Structure of the Item <id>.json file:

The example below shows the content of a file named arcticdem-frontiere-0.json:

{
    "type": "Feature",
    "stac_version": "1.0.0",
    "id": "arcticdem-frontiere-0",
    "properties": {
        "layer:ids": [
            "dem-hrdsm"
        ],
        "collection": "hrdsm",
        "datetime": "2020-09-28T15:48:56.483794Z"
    },
    "geometry": {
        "type": "Polygon",
        "coordinates": [
            [
                [
                    -140.27389595735178,
                    59.65274347822059
                ],
                [
                    -138.41658819177135,
                    59.65274347822059
                ],
                [
                    -138.41658819177135,
                    60.579416456816496
                ],
                [
                    -140.27389595735178,
                    60.579416456816496
                ],
                [
                    -140.27389595735178,
                    59.65274347822059
                ]
            ]
        ]
    },
    "links": [
        {
            "rel": "root",
            "href": "../../../catalog.json",
            "type": "application/json"
        },
        {
            "rel": "collection",
            "href": "../collection.json",
            "type": "application/json"
        },
        {
            "rel": "parent",
            "href": "../collection.json",
            "type": "application/json"
        }
    ],
    "assets": {
        "image": {
            "href": "https://example.com/path/to/resource/arcticdem-frontiere-0.tif",
            "type": "image/tiff; application=geotiff; profile=cloud-optimized",
            "roles": []
        }
    },
    "bbox": [
        -140.27389595735178,
        59.65274347822059,
        -138.41658819177135,
        60.579416456816496
    ],
    "stac_extensions": [],
    "collection": "hrdsm"
}

HATEOAS configuration

Configuring HATEOAS STAC Provider in pygeoapi is done by simply pointing the data provider property to the local directory or remote URL and specifying the root file name (catalog.json or collection.json) in the file_types property:

Connection examples

my-remote-stac-resource:
    type: stac-collection
    ...
    providers:
        - type: stac
          name: Hateoas
          data: https://datacube-dev-data-public.s3.ca-central-1.amazonaws.com/catalog/water
          file_types: catalog.json

my-local-stac-resource:
    type: stac-collection
    ...
    providers:
        - type: stac
          name: Hateoas
          data: tests/stac
          file_types: catalog.json

STAC API

STAC API support is provided as a wrapper on top of resources that have feature or record providers configured.

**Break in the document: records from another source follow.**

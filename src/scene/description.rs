//! Declarative scene descriptions (TOML or JSON).
//!
//! A description lists nodes in parent-before-child order:
//!
//! ```toml
//! [[nodes]]
//! name = "island"
//! scale = [150.0, 150.0, 150.0]
//!
//! [[nodes]]
//! name = "Sphere002_Material_01"
//! parent = "island"
//! translation = [0.4, 0.1, 0.0]
//! clickable = true
//! mesh = { cuboid = { half_extents = [0.05, 0.05, 0.05] } }
//! ```

use std::path::Path;

use glam::{Affine3A, EulerRot, Quat, Vec3};
use rustc_hash::FxHashMap;
use serde::{Deserialize, Serialize};

use super::{Mesh, NodeId, SceneGraph};
use crate::error::VantageError;

/// Name of the node grouping several roots. Reserved in that case.
const GROUP_ROOT_NAME: &str = "scene";

/// Geometry attached to a described node.
#[derive(Debug, Clone, PartialEq, Serialize, Deserialize)]
#[serde(rename_all = "snake_case")]
pub enum MeshDescription {
    /// Box centered on the node origin.
    Cuboid {
        /// Half size along each local axis.
        half_extents: Vec3,
    },
    /// Explicit indexed triangles.
    Triangles {
        /// Vertex positions.
        positions: Vec<Vec3>,
        /// Vertex index triples.
        indices: Vec<[u32; 3]>,
    },
}

impl MeshDescription {
    fn build(&self) -> Mesh {
        match self {
            Self::Cuboid { half_extents } => Mesh::cuboid(*half_extents),
            Self::Triangles { positions, indices } => {
                Mesh::new(positions.clone(), indices.clone())
            }
        }
    }
}

/// One node of a described scene.
#[derive(Debug, Clone, PartialEq, Serialize, Deserialize)]
#[serde(default)]
pub struct NodeDescription {
    /// Node name (must be unique within the description).
    pub name: String,
    /// Name of an earlier node to attach to.
    pub parent: Option<String>,
    /// Local translation.
    pub translation: Vec3,
    /// Local rotation as XYZ Euler angles in degrees.
    pub rotation_degrees: Vec3,
    /// Local scale.
    pub scale: Vec3,
    /// Optional geometry.
    pub mesh: Option<MeshDescription>,
    /// Interaction-target flag.
    pub clickable: bool,
}

impl Default for NodeDescription {
    fn default() -> Self {
        Self {
            name: String::new(),
            parent: None,
            translation: Vec3::ZERO,
            rotation_degrees: Vec3::ZERO,
            scale: Vec3::ONE,
            mesh: None,
            clickable: false,
        }
    }
}

impl NodeDescription {
    /// Local transform from translation, rotation and scale.
    #[must_use]
    pub fn transform(&self) -> Affine3A {
        let r = self.rotation_degrees;
        let rotation = Quat::from_euler(
            EulerRot::XYZ,
            r.x.to_radians(),
            r.y.to_radians(),
            r.z.to_radians(),
        );
        Affine3A::from_scale_rotation_translation(
            self.scale,
            rotation,
            self.translation,
        )
    }
}

/// A whole scene, as loaded from a file.
#[derive(Debug, Clone, PartialEq, Default, Serialize, Deserialize)]
#[serde(default)]
pub struct SceneDescription {
    /// Nodes in parent-before-child order.
    pub nodes: Vec<NodeDescription>,
}

impl SceneDescription {
    /// Parse a TOML description.
    pub fn from_toml_str(s: &str) -> Result<Self, VantageError> {
        toml::from_str(s).map_err(|e| VantageError::SceneDescription(e.to_string()))
    }

    /// Parse a JSON description.
    pub fn from_json_str(s: &str) -> Result<Self, VantageError> {
        serde_json::from_str(s)
            .map_err(|e| VantageError::SceneDescription(e.to_string()))
    }

    /// Load from a `.json` or `.toml` file (anything else is read as TOML).
    pub fn load(path: &Path) -> Result<Self, VantageError> {
        let content = std::fs::read_to_string(path)?;
        if path.extension().is_some_and(|ext| ext == "json") {
            Self::from_json_str(&content)
        } else {
            Self::from_toml_str(&content)
        }
    }

    /// Build a scene graph. Returns the graph and the model root: the
    /// single root node, or a synthetic `"scene"` node grouping several
    /// roots. With several roots the name `"scene"` is reserved, and
    /// `parent = "scene"` attaches to the group.
    pub fn build(&self) -> Result<(SceneGraph, NodeId), VantageError> {
        if self.nodes.is_empty() {
            return Err(VantageError::SceneDescription(
                "scene has no nodes".into(),
            ));
        }

        let root_count = self.nodes.iter().filter(|n| n.parent.is_none()).count();
        let mut graph = SceneGraph::new();
        let synthetic_root = (root_count > 1)
            .then(|| graph.add_node(None, GROUP_ROOT_NAME, Affine3A::IDENTITY));

        let mut by_name: FxHashMap<&str, NodeId> = FxHashMap::default();
        if let Some(group) = synthetic_root {
            let _ = by_name.insert(GROUP_ROOT_NAME, group);
        }
        for desc in &self.nodes {
            if desc.name.is_empty() {
                return Err(VantageError::SceneDescription(
                    "node with empty name".into(),
                ));
            }
            if synthetic_root.is_some() && desc.name == GROUP_ROOT_NAME {
                return Err(VantageError::SceneDescription(format!(
                    "node name {GROUP_ROOT_NAME:?} is reserved in scenes with \
                     several roots"
                )));
            }
            if by_name.contains_key(desc.name.as_str()) {
                return Err(VantageError::SceneDescription(format!(
                    "duplicate node name {:?}",
                    desc.name
                )));
            }
            let parent = match &desc.parent {
                Some(parent) => {
                    Some(*by_name.get(parent.as_str()).ok_or_else(|| {
                        VantageError::SceneDescription(format!(
                            "node {:?}: parent {parent:?} must be declared \
                             before its children",
                            desc.name
                        ))
                    })?)
                }
                None => synthetic_root,
            };

            let id = graph.add_node(parent, desc.name.as_str(), desc.transform());
            if let Some(mesh) = &desc.mesh {
                let _ = graph.set_mesh(id, mesh.build());
            }
            let _ = graph.set_clickable(id, desc.clickable);
            let _ = by_name.insert(desc.name.as_str(), id);
        }

        let root = match synthetic_root {
            Some(root) => root,
            None => graph.roots().next().ok_or_else(|| {
                VantageError::SceneDescription("scene has no root".into())
            })?,
        };
        log::debug!("built scene with {} nodes", graph.len());
        Ok((graph, root))
    }
}
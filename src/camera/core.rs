use glam::{Mat4, Vec3};
use serde::{Deserialize, Serialize};

/// Perspective camera defined by eye position, target, and projection
/// parameters.
#[derive(Debug, Clone, Copy, PartialEq)]
pub struct Camera {
    /// Eye (camera) position in world space.
    pub eye: Vec3,
    /// Look-at target position.
    pub target: Vec3,
    /// Up direction vector.
    pub up: Vec3,
    /// Viewport aspect ratio (width / height).
    pub aspect: f32,
    /// Vertical field of view in degrees.
    pub fovy: f32,
    /// Near clipping plane distance.
    pub znear: f32,
    /// Far clipping plane distance.
    pub zfar: f32,
}

impl Camera {
    /// Build the combined view-projection matrix.
    #[must_use]
    pub fn build_matrix(&self) -> Mat4 {
        self.build_projection() * self.build_view()
    }

    /// World-to-view matrix.
    #[must_use]
    pub fn build_view(&self) -> Mat4 {
        Mat4::look_at_rh(self.eye, self.target, self.up)
    }

    /// Projection matrix. `perspective_rh` uses the [0,1] depth range
    /// (wgpu/Vulkan convention).
    #[must_use]
    pub fn build_projection(&self) -> Mat4 {
        Mat4::perspective_rh(
            self.fovy.to_radians(),
            self.aspect,
            self.znear,
            self.zfar,
        )
    }

    /// Current position and look-at target.
    #[must_use]
    pub fn pose(&self) -> CameraPose {
        CameraPose::new(self.eye, self.target)
    }
}

/// Camera position plus the point it looks at.
#[derive(Debug, Clone, Copy, PartialEq, Serialize, Deserialize)]
pub struct CameraPose {
    /// Eye position.
    pub position: Vec3,
    /// Look-at target.
    pub look_at: Vec3,
}

impl CameraPose {
    /// Pose from an eye position and target.
    #[must_use]
    pub fn new(position: Vec3, look_at: Vec3) -> Self {
        Self { position, look_at }
    }

    /// Component-wise linear interpolation of both points.
    #[must_use]
    pub fn lerp(&self, other: &Self, t: f32) -> Self {
        Self {
            position: self.position.lerp(other.position, t),
            look_at: self.look_at.lerp(other.look_at, t),
        }
    }

    /// Distance between eye and target.
    #[must_use]
    pub fn distance(&self) -> f32 {
        self.position.distance(self.look_at)
    }

    /// Whether both points are within `epsilon` of `other`'s.
    #[must_use]
    pub fn approx_eq(&self, other: &Self, epsilon: f32) -> bool {
        self.position.distance(other.position) <= epsilon
            && self.look_at.distance(other.look_at) <= epsilon
    }
}
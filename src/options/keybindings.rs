use std::collections::HashMap;

use serde::{Deserialize, Serialize};

use crate::input::KeyAction;

#[derive(Debug, Clone, Serialize, Deserialize, PartialEq, Eq)]
#[serde(transparent)]
/// Configurable keyboard bindings mapping actions to key codes.
///
/// Key strings use physical key-code names as reported by browsers and
/// windowing toolkits: `"KeyQ"`, `"Escape"`, etc.
pub struct KeybindingOptions {
    /// Maps action → key string (e.g. `ResetView` → `"Escape"`).
    pub bindings: HashMap<KeyAction, String>,
}

impl Default for KeybindingOptions {
    fn default() -> Self {
        let bindings = HashMap::from([
            (KeyAction::ResetView, "Escape".into()),
            (KeyAction::RecenterCamera, "KeyQ".into()),
            (KeyAction::ToggleAutoRotate, "KeyR".into()),
        ]);
        Self { bindings }
    }
}

impl KeybindingOptions {
    /// Look up the action for a key string.
    #[must_use]
    pub fn lookup(&self, key: &str) -> Option<KeyAction> {
        self.bindings
            .iter()
            .find_map(|(action, bound)| (bound == key).then_some(*action))
    }
}
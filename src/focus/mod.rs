//! Overview/focused state and the framing of focus targets.

/// Focus pose computation from target bounds.
pub mod framing;
/// Transition table between overview and focused states.
pub mod machine;

pub use framing::FocusFraming;
pub use machine::{FocusAction, FocusMachine};

/// Where the viewer's attention currently is.
#[derive(Debug, Clone, PartialEq, Eq, Default)]
pub enum FocusState {
    /// Default overview of the whole model.
    #[default]
    Overview,
    /// Camera and panel centered on one target id.
    Focused(String),
}

impl FocusState {
    /// Whether a target is focused.
    #[must_use]
    pub fn is_focused(&self) -> bool {
        matches!(self, Self::Focused(_))
    }

    /// The focused target id.
    #[must_use]
    pub fn focused_id(&self) -> Option<&str> {
        match self {
            Self::Focused(id) => Some(id),
            Self::Overview => None,
        }
    }
}
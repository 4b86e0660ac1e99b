use super::FocusState;
use crate::options::RepickPolicy;
use crate::picking::PickOutcome;
use crate::registry::FocusRegistry;
use crate::scene::Aabb;

/// Side effect the owner must carry out after a state change.
///
/// The machine only decides; the engine applies the action in the same
/// call so state, panel and controls never disagree.
#[derive(Debug, Clone, PartialEq)]
pub enum FocusAction {
    /// Nothing to do.
    None,
    /// Fly to `bounds`, show the panel for `id`, lock free-camera controls.
    FocusIn {
        /// Newly focused target id.
        id: String,
        /// World bounds of the target at pick time.
        bounds: Aabb,
    },
    /// Return to the default pose, hide the panel, unlock controls.
    FocusOut,
}

/// Overview/focused transition table.
#[derive(Debug, Clone, Default)]
pub struct FocusMachine {
    state: FocusState,
    policy: RepickPolicy,
}

impl FocusMachine {
    /// Machine in [`FocusState::Overview`].
    #[must_use]
    pub fn new(policy: RepickPolicy) -> Self {
        Self {
            state: FocusState::Overview,
            policy,
        }
    }

    /// Current state.
    #[must_use]
    pub fn state(&self) -> &FocusState {
        &self.state
    }

    /// Policy for picks on targets while focused.
    #[must_use]
    pub fn policy(&self) -> RepickPolicy {
        self.policy
    }

    /// Apply a resolved pick.
    pub fn handle_pick(
        &mut self,
        outcome: &PickOutcome,
        registry: &FocusRegistry,
    ) -> FocusAction {
        match (&self.state, outcome) {
            (FocusState::Overview, PickOutcome::Target(target)) => {
                if registry.contains(&target.id) {
                    self.focus_in(&target.id, target.bounds)
                } else {
                    log::debug!("'{}' is not a registered target", target.id);
                    FocusAction::None
                }
            }
            (FocusState::Overview, _) => FocusAction::None,
            (FocusState::Focused(_), PickOutcome::Background) => {
                self.focus_out()
            }
            (FocusState::Focused(current), PickOutcome::Target(target)) => {
                match self.policy {
                    RepickPolicy::Ignore => {
                        log::trace!(
                            "pick on '{}' ignored while focused on '{current}'",
                            target.id
                        );
                        FocusAction::None
                    }
                    RepickPolicy::Retarget
                        if *current != target.id
                            && registry.contains(&target.id) =>
                    {
                        self.focus_in(&target.id, target.bounds)
                    }
                    RepickPolicy::Retarget => FocusAction::None,
                }
            }
            (FocusState::Focused(_), PickOutcome::NonInteractive { .. }) => {
                FocusAction::None
            }
        }
    }

    /// Explicit return to the overview. A no-op in the overview.
    pub fn handle_reset(&mut self) -> FocusAction {
        if self.state.is_focused() {
            self.focus_out()
        } else {
            FocusAction::None
        }
    }

    fn focus_in(&mut self, id: &str, bounds: Aabb) -> FocusAction {
        log::info!("focus -> {id}");
        self.state = FocusState::Focused(id.to_owned());
        FocusAction::FocusIn {
            id: id.to_owned(),
            bounds,
        }
    }

    fn focus_out(&mut self) -> FocusAction {
        if let FocusState::Focused(id) = &self.state {
            log::info!("focus <- {id}");
        }
        self.state = FocusState::Overview;
        FocusAction::FocusOut
    }
}
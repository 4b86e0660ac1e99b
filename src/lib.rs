// -- Lint policy ---------------------------------------------------------
// This is the single source of truth for crate-wide lints.

// Broad lint groups
#![deny(clippy::all)]
#![deny(clippy::pedantic)]
#![deny(clippy::nursery)]
// Documentation
#![deny(missing_docs)]
#![deny(rustdoc::broken_intra_doc_links)]
#![deny(rustdoc::private_intra_doc_links)]
#![deny(rustdoc::bare_urls)]
// No panicking in library code
#![deny(clippy::unwrap_used)]
#![deny(clippy::expect_used)]
#![deny(clippy::panic)]
#![deny(clippy::todo)]
#![deny(clippy::unimplemented)]
// No debug/print artifacts
#![deny(clippy::dbg_macro)]
#![deny(clippy::print_stdout)]
#![deny(clippy::print_stderr)]
// Import hygiene
#![deny(clippy::wildcard_imports)]
// Function signature hygiene
#![deny(clippy::fn_params_excessive_bools)]
// Clone / pass-by-value hygiene
#![deny(clippy::implicit_clone)]
// String hygiene
#![deny(clippy::inefficient_to_string)]
#![deny(clippy::redundant_closure_for_method_calls)]
#![deny(clippy::manual_string_new)]
#![deny(clippy::str_to_string)]
// Unused / redundant code
#![deny(unused_results)]
#![deny(unused_qualifications)]
// Cast hygiene
#![deny(trivial_casts)]
#![deny(trivial_numeric_casts)]
// Tests may unwrap freely
#![cfg_attr(test, allow(clippy::unwrap_used, clippy::panic))]

//! Pick-to-focus interaction engine for interactive 3D scene viewers.
//!
//! Vantage takes one loaded model, resolves pointer picks to named
//! sub-parts, flies the camera in to frame the picked part while an info
//! panel shows its registry entry, and flies back to the default overview
//! on a background click or explicit reset. Rendering, asset parsing and
//! panel styling stay with the host; the engine only produces camera
//! poses and panel show/hide calls.
//!
//! # Key entry points
//!
//! - [`ViewerEngine`] - the interaction engine
//! - [`scene::SceneGraph`] - node arena with meshes, bounds and ray casts
//! - [`registry::FocusRegistry`] - target id → panel payload
//! - [`options::Options`] - camera, focus and keybinding configuration
//! - [`panel::PanelSurface`] - host hook for showing the info panel
//!
//! # Frame loop
//!
//! ```ignore
//! let mut engine = ViewerEngine::new(options, registry, LogPanel);
//! engine.on_model_loaded(scene, root);
//! loop {
//!     for event in poll_events() {
//!         engine.handle_input(event);
//!     }
//!     engine.tick(clock.tick());
//!     render(engine.camera());
//! }
//! ```

pub mod camera;
pub mod engine;
pub mod error;
pub mod focus;
pub mod input;
pub mod options;
pub mod panel;
pub mod picking;
pub mod registry;
pub mod scene;
pub mod util;

pub use engine::{HoverTarget, ViewerCommand, ViewerEngine, ViewportContext};
pub use error::VantageError;
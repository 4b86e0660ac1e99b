//! Pick resolution and focus transitions for [`ViewerEngine`].

use super::{HoverTarget, ViewerEngine};
use crate::camera::TransitionKind;
use crate::focus::FocusAction;
use crate::panel::PanelSurface;
use crate::picking::PickOutcome;
use crate::scene::Aabb;

// ── Picking ──

impl<P: PanelSurface> ViewerEngine<P> {
    /// Pick at pointer position `(x, y)` and apply the focus transition
    /// table.
    ///
    /// Returns the resolved outcome, or `None` when no pick was attempted
    /// (model not loaded yet, or degenerate viewport).
    pub fn pick_at(&mut self, x: f32, y: f32) -> Option<PickOutcome> {
        let Some(model) = &self.model else {
            log::trace!("pick at ({x}, {y}) before model load ignored");
            return None;
        };
        let Some(ray) = self.context.ray_at(x, y) else {
            log::debug!("pick at ({x}, {y}) has no usable viewport");
            return None;
        };

        let outcome = self.resolver.resolve(&model.scene, &ray);
        log::debug!("pick at ({x}, {y}) -> {outcome:?}");

        let action = self.focus.handle_pick(&outcome, &self.registry);
        self.apply_focus_action(action);
        Some(outcome)
    }
}

// ── Hover ──

impl<P: PanelSurface> ViewerEngine<P> {
    /// Re-resolve the target under the pointer at `(x, y)`.
    ///
    /// Any clickable target counts, registered or not. Background and
    /// non-interactive hits clear the hover. The surface's
    /// [`highlight`](PanelSurface::highlight) hook is called only when the
    /// hovered node changes. Returns `true` on a change; before load this
    /// is always `false`.
    pub fn hover_at(&mut self, x: f32, y: f32) -> bool {
        let Some(model) = &self.model else {
            return false;
        };
        let Some(ray) = self.context.ray_at(x, y) else {
            return false;
        };

        let next = match self.resolver.resolve(&model.scene, &ray) {
            PickOutcome::Target(target) => Some(HoverTarget {
                node: target.node,
                id: target.id,
            }),
            PickOutcome::Background | PickOutcome::NonInteractive { .. } => None,
        };
        if next.as_ref().map(|h| h.node) == self.hovered.as_ref().map(|h| h.node) {
            return false;
        }

        log::trace!(
            "hover {:?} -> {:?}",
            self.hovered.as_ref().map(|h| h.id.as_str()),
            next.as_ref().map(|h| h.id.as_str())
        );
        self.panel.highlight(next.as_ref().map(|h| h.id.as_str()));
        self.hovered = next;
        true
    }
}

// ── Focus transitions ──

impl<P: PanelSurface> ViewerEngine<P> {
    /// Explicit reset trigger: leave focus and fly back to the default
    /// pose. Returns `false` (with no side effects) in the overview.
    pub fn reset_view(&mut self) -> bool {
        let action = self.focus.handle_reset();
        let changed = action != FocusAction::None;
        self.apply_focus_action(action);
        changed
    }

    /// Fly back to the default pose. While focused this is a full reset;
    /// in the overview it only moves the camera.
    pub fn recenter_camera(&mut self) {
        if self.focus.state().is_focused() {
            let _ = self.reset_view();
            return;
        }
        let Some(default_pose) = self.default_pose() else {
            return;
        };
        let focus = &self.options.focus;
        self.motion.begin_transition(
            TransitionKind::Recenter,
            self.context.camera.pose(),
            default_pose,
            focus.reset_duration_secs,
            focus.reset_easing,
            None,
        );
    }

    /// Carry out a state-machine decision. State, panel and controls are
    /// all updated before this returns.
    fn apply_focus_action(&mut self, action: FocusAction) {
        match action {
            FocusAction::None => {}
            FocusAction::FocusIn { id, bounds } => self.enter_focus(&id, &bounds),
            FocusAction::FocusOut => self.leave_focus(),
        }
    }

    fn enter_focus(&mut self, id: &str, bounds: &Aabb) {
        let to = self.framing.focus_pose(bounds);
        let focus = &self.options.focus;
        let label = id.to_owned();
        self.motion.begin_transition(
            TransitionKind::FocusIn,
            self.context.camera.pose(),
            to,
            focus.focus_duration_secs,
            focus.focus_easing,
            Some(Box::new(move || log::debug!("camera settled on '{label}'"))),
        );

        match self.registry.get(id) {
            Some(payload) => {
                let _ = self.panel.show(id, payload);
            }
            None => log::warn!("focused '{id}' has no registry payload"),
        }
        self.context.camera.set_controls_enabled(false);
    }

    fn leave_focus(&mut self) {
        if let Some(default_pose) = self.default_pose() {
            let focus = &self.options.focus;
            self.motion.begin_transition(
                TransitionKind::FocusOut,
                self.context.camera.pose(),
                default_pose,
                focus.reset_duration_secs,
                focus.reset_easing,
                None,
            );
        }
        let _ = self.panel.hide();
        self.context.camera.set_controls_enabled(true);
    }
}
//! Scene graph holding the loaded model.
//!
//! Nodes live in a flat arena indexed by [`NodeId`]. Each node has a name,
//! an optional parent, a local transform, an optional triangle mesh and a
//! `clickable` flag marking it as an interaction target. The interaction
//! engine only ever holds `NodeId`s, never references into the graph.

pub mod bounds;
pub mod description;
pub mod mesh;

use glam::Affine3A;
use rustc_hash::FxHashMap;

pub use bounds::Aabb;
pub use description::{MeshDescription, NodeDescription, SceneDescription};
pub use mesh::Mesh;

use crate::picking::ray::Ray;
use crate::picking::{RayHit, SceneProvider};

/// Index of a node in a [`SceneGraph`].
#[derive(Debug, Clone, Copy, PartialEq, Eq, Hash, PartialOrd, Ord)]
pub struct NodeId(u32);

impl NodeId {
    /// Position of the node in the arena.
    #[must_use]
    pub fn index(self) -> usize {
        self.0 as usize
    }

    #[cfg(test)]
    pub(crate) const fn from_raw(raw: u32) -> Self {
        Self(raw)
    }
}

/// A single scene node.
#[derive(Debug, Clone)]
pub struct SceneNode {
    /// Node name as authored (may carry a material suffix).
    pub name: String,
    /// Transform relative to the parent.
    pub transform: Affine3A,
    /// Geometry, if this node is drawable.
    pub mesh: Option<Mesh>,
    /// Whether this node is an interaction target.
    pub clickable: bool,
    parent: Option<NodeId>,
    children: Vec<NodeId>,
}

impl SceneNode {
    /// Parent node, `None` for roots.
    #[must_use]
    pub fn parent(&self) -> Option<NodeId> {
        self.parent
    }

    /// Direct children in insertion order.
    #[must_use]
    pub fn children(&self) -> &[NodeId] {
        &self.children
    }
}

/// Arena-backed scene hierarchy.
#[derive(Debug, Clone, Default)]
pub struct SceneGraph {
    nodes: Vec<SceneNode>,
}

impl SceneGraph {
    /// Empty graph.
    #[must_use]
    pub fn new() -> Self {
        Self::default()
    }

    /// Number of nodes.
    #[must_use]
    pub fn len(&self) -> usize {
        self.nodes.len()
    }

    /// Whether the graph has no nodes.
    #[must_use]
    pub fn is_empty(&self) -> bool {
        self.nodes.is_empty()
    }

    /// Append a node. An unknown parent is logged and the node becomes a
    /// root.
    pub fn add_node(
        &mut self,
        parent: Option<NodeId>,
        name: impl Into<String>,
        transform: Affine3A,
    ) -> NodeId {
        let id = NodeId(self.nodes.len() as u32);
        let name = name.into();
        let parent = parent.filter(|p| {
            let known = p.index() < self.nodes.len();
            if !known {
                log::warn!("node {name:?}: unknown parent {p:?}, added as root");
            }
            known
        });
        if let Some(p) = parent {
            self.nodes[p.index()].children.push(id);
        }
        self.nodes.push(SceneNode {
            name,
            transform,
            mesh: None,
            clickable: false,
            parent,
            children: Vec::new(),
        });
        id
    }

    /// Immutable node access.
    #[must_use]
    pub fn node(&self, id: NodeId) -> Option<&SceneNode> {
        self.nodes.get(id.index())
    }

    /// Mutable node access.
    pub fn node_mut(&mut self, id: NodeId) -> Option<&mut SceneNode> {
        self.nodes.get_mut(id.index())
    }

    /// Attach geometry to a node. Returns `false` for an unknown node.
    pub fn set_mesh(&mut self, id: NodeId, mesh: Mesh) -> bool {
        self.node_mut(id).map(|n| n.mesh = Some(mesh)).is_some()
    }

    /// Set the interaction-target flag. Returns `false` for an unknown
    /// node.
    pub fn set_clickable(&mut self, id: NodeId, clickable: bool) -> bool {
        self.node_mut(id).map(|n| n.clickable = clickable).is_some()
    }

    /// All node ids in insertion order.
    pub fn ids(&self) -> impl Iterator<Item = NodeId> {
        (0..self.nodes.len() as u32).map(NodeId)
    }

    /// Nodes without a parent.
    pub fn roots(&self) -> impl Iterator<Item = NodeId> + '_ {
        self.ids().filter(|id| self.nodes[id.index()].parent.is_none())
    }

    /// First node with exactly this name.
    #[must_use]
    pub fn find_by_name(&self, name: &str) -> Option<NodeId> {
        self.ids().find(|id| self.nodes[id.index()].name == name)
    }

    /// Name → id index (first occurrence wins).
    #[must_use]
    pub fn name_index(&self) -> FxHashMap<&str, NodeId> {
        let mut index = FxHashMap::default();
        for id in self.ids() {
            let _ = index.entry(self.nodes[id.index()].name.as_str()).or_insert(id);
        }
        index
    }

    /// Node-to-world transform: the product of local transforms from the
    /// root down to `id`. The ancestor walk is bounded by the node count.
    #[must_use]
    pub fn world_transform(&self, id: NodeId) -> Affine3A {
        let mut world = Affine3A::IDENTITY;
        let mut current = Some(id);
        for _ in 0..self.nodes.len() {
            let Some(node) = current.and_then(|c| self.node(c)) else {
                break;
            };
            world = node.transform * world;
            current = node.parent;
        }
        world
    }

    /// `id` and every node below it, depth first.
    #[must_use]
    pub fn subtree(&self, id: NodeId) -> Vec<NodeId> {
        let mut out = Vec::new();
        if self.node(id).is_none() {
            return out;
        }
        let mut stack = vec![id];
        while let Some(next) = stack.pop() {
            if out.len() >= self.nodes.len() {
                break;
            }
            out.push(next);
            stack.extend(self.nodes[next.index()].children.iter().rev());
        }
        out
    }

    /// World-space bounds of every mesh in the subtree rooted at `id`,
    /// computed from current transforms. `None` when no geometry exists.
    #[must_use]
    pub fn world_bounds(&self, id: NodeId) -> Option<Aabb> {
        self.subtree(id)
            .into_iter()
            .filter_map(|n| {
                let mesh = self.nodes[n.index()].mesh.as_ref()?;
                mesh.world_bounds(&self.world_transform(n))
            })
            .reduce(|a, b| a.union(&b))
    }

    /// Flag every mesh-bearing node under `root` as clickable. Returns how
    /// many nodes were flagged.
    pub fn mark_meshes_clickable(&mut self, root: NodeId) -> usize {
        let mut count = 0;
        for id in self.subtree(root) {
            let node = &mut self.nodes[id.index()];
            if node.mesh.is_some() {
                node.clickable = true;
                count += 1;
            }
        }
        count
    }

    /// Intersect a world-space ray with every mesh, in node order.
    #[must_use]
    pub fn raycast_all(&self, ray: &Ray) -> Vec<RayHit> {
        self.ids()
            .filter_map(|id| {
                let mesh = self.nodes[id.index()].mesh.as_ref()?;
                let distance = mesh.intersect(ray, &self.world_transform(id))?;
                Some(RayHit {
                    node: id,
                    distance,
                    point: ray.at(distance),
                })
            })
            .collect()
    }
}

impl SceneProvider for SceneGraph {
    fn raycast(&self, ray: &Ray) -> Vec<RayHit> {
        self.raycast_all(ray)
    }

    fn parent(&self, node: NodeId) -> Option<NodeId> {
        self.node(node)?.parent
    }

    fn name(&self, node: NodeId) -> Option<&str> {
        self.node(node).map(|n| n.name.as_str())
    }

    fn is_clickable(&self, node: NodeId) -> bool {
        self.node(node).is_some_and(|n| n.clickable)
    }

    fn world_bounds(&self, node: NodeId) -> Option<Aabb> {
        SceneGraph::world_bounds(self, node)
    }

    fn node_count(&self) -> usize {
        self.len()
    }
}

pygeoapi implements the following conformance classes:

To enable STAC API support, configure a resource with a feature or record provider, and set the resource type to stac-collection:

canada-metadata:
    type: stac-collection
    title:
        en: Open Canada sample data
        fr: Exemple de donn\u00e9es Canada Ouvert
    description:
        en: Sample metadata records from open.canada.ca
        fr: Exemples d'enregistrements de m\u00e9tadonn\u00e9es sur ouvert.canada.ca
    keywords:
        en:
            - canada
            - open data
        fr:
            - canada
            - donn\u00e9es ouvertes
    links:
        - type: text/html
          rel: canonical
          title: information
          href: https://open.canada.ca/en/open-data
          hreflang: en-CA
        - type: text/html
          rel: alternate
          title: informations
          href: https://ouvert.canada.ca/fr/donnees-ouvertes
          hreflang: fr-CA
    extents:
        spatial:
            bbox: [-180,-90,180,90]
            crs: http://www.opengis.net/def/crs/OGC/1.3/CRS84
    providers:
        - type: record
          name: TinyDBCatalogue
          data: tests/data/open.canada.ca/sample-records.tinydb
          id_field: externalId
          time_field: created
          title_field: title

STAC API queries will search all feature or record based resources configured as stac-collection. Results are decorated with the required STAC elements (unless they already exist).

Note

pygeoapi STAC API support is minimally designed to leverage the OGC API - Features and OGC API - Records implementations. A typical setup would be a features or records backend of STAC Items. pygeoapi does not add or implement any STAC Catalog/Item relationships beyond what is encoded in a STAC resource.

Data access examples

# query features (spatial)
curl -X POST http://localhost:5000/stac-api/search \
    -H "Content-Type: application/json" \
    -d "{\"bbox\": [-142, 52, -140, 55]}"

# paging
curl -X POST http://localhost:5000/stac-api/search \
    -H "Content-Type: application/json" \
    -d "{\"offset\": 10, \"limit\": 10}"

# query features (temporal)
curl -X POST http://localhost:5000/stac-api/search \
    -H "Content-Type: application/json" \
    -d "{\"datetime\": \"2019-11-11T11:11:11Z/..\"}"